His Dance, His Remembering Dance

Larry listens to a song in his head while hocking newspapers on the corner. The voice, his voice, the singing voice inside his head, is baritone beautiful. His life is not adjusted.

He wakes in the afternoon and sleeps in the morning and visits downtown like a dark ghost, like a stinking cloud between the buildings. The night is saved, pennies tossed on the nightstand. Saved for hurting, but only saved like pennies or scraps of paper, reciepts handed to him by outstretched arms when he can get a burger at Stan's Greasy Spoon. Tossed on the nightstand and blended into the broken wood.
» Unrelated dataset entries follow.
//! Shared HTTP plumbing: client construction with bounded timeouts and a
//! retrying GET for small metadata documents.

use crate::constants::{METADATA_FETCH_RETRIES, STARTING_BACKOFF_DELAY_MS};
use crate::core::StewardError;
use crate::upgrade::config::UpgradeConfig;
use anyhow::{Context, Result};
use std::time::Duration;
use tokio_retry::strategy::ExponentialBackoff;
use tracing::debug;

/// Build a client whose every request is bounded by the configured timeouts.
pub fn build_client(config: &UpgradeConfig) -> Result<reqwest::Client> {
    reqwest::Client::builder()
        .user_agent(concat!("steward/", env!("CARGO_PKG_VERSION")))
        .connect_timeout(config.connect_timeout())
        .timeout(config.request_timeout())
        .build()
        .context("Failed to build HTTP client")
}

/// Translate a transport error into a classified [`StewardError`].
pub fn map_reqwest_error(operation: &str, error: &reqwest::Error, timeout: Duration) -> StewardError {
    if error.is_timeout() {
        StewardError::Timeout {
            operation: operation.to_string(),
            seconds: timeout.as_secs(),
        }
    } else {
        StewardError::NetworkError {
            operation: operation.to_string(),
            reason: error.to_string(),
        }
    }
}

/// GET `url` and return the body, requiring HTTP 200.
///
/// Transport errors and 5xx responses are retried a few times with backoff;
/// any other status fails immediately.
pub async fn get_bytes(
    client: &reqwest::Client,
    url: &str,
    operation: &str,
    timeout: Duration,
) -> Result<Vec<u8>> {
    let strategy = ExponentialBackoff::from_millis(STARTING_BACKOFF_DELAY_MS)
        .factor(10)
        .max_delay(Duration::from_secs(2))
        .take(METADATA_FETCH_RETRIES);

    let attempt = move || async move {
        debug!(url, operation, "GET");
        let response = client
            .get(url)
            .send()
            .await
            .map_err(|e| RetryableError::retry(map_reqwest_error(operation, &e, timeout)))?;

        let status = response.status();
        if status != reqwest::StatusCode::OK {
            let error = StewardError::HttpStatus {
                url: url.to_string(),
                status: status.as_u16(),
            };
            return Err(if status.is_server_error() {
                RetryableError::retry(error)
            } else {
                RetryableError::fatal(error)
            });
        }

        response
            .bytes()
            .await
            .map(|b| b.to_vec())
            .map_err(|e| RetryableError::retry(map_reqwest_error(operation, &e, timeout)))
    };

    tokio_retry::RetryIf::start(strategy, attempt, |e: &RetryableError| e.retryable)
        .await
        .map_err(|e| anyhow::Error::from(e.error))
}

struct RetryableError {
    error: StewardError,
    retryable: bool,
}

impl RetryableError {
    fn retry(error: StewardError) -> Self {
        Self {
            error,
            retryable: true,
        }
    }

    fn fatal(error: StewardError) -> Self {
        Self {
            error,
            retryable: false,
        }
    }
}
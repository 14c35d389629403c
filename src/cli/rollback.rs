use super::{CliConfig, load_engine};
use crate::status::InstallLock;
use anyhow::Result;
use clap::Args;
use colored::Colorize;

/// Swap `previous/` back into `active/`. The running service is not restarted.
#[derive(Args, Debug)]
pub struct RollbackCommand {}

impl RollbackCommand {
    pub async fn execute(self, config: CliConfig) -> Result<()> {
        let engine = load_engine(&config).await?;
        let _lock =
            InstallLock::acquire(engine.layout().root(), engine.config().upgrade.lock_timeout())
                .await?;

        let current = engine.orchestrator().rollback().await?;
        match current {
            Some(version) => {
                println!("{}", format!("Rolled back to {}", version.version_id).green());
            }
            None => println!("{}", "Rolled back (installed version unknown)".green()),
        }
        println!("Restart the service to run the restored release");
        Ok(())
    }
}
Loose change. Rolled down windows. Ink stains lost in the circles of his fingerprints. Heartache and backache and hunger and thirst. He hardly has time for anything else. The skin around his knees droops down his shins. He stomps, twists, turns, his head singing, and it slides downward still and more. His whole body is like this, an old suit he tries all day to slip away from.

He can feel alive, though, when he flags drivers and does his dance. While they fish for quarters, parked at his corner, he gives them a newspaper, a dance, listening to the song inside his head. The song is his woman's.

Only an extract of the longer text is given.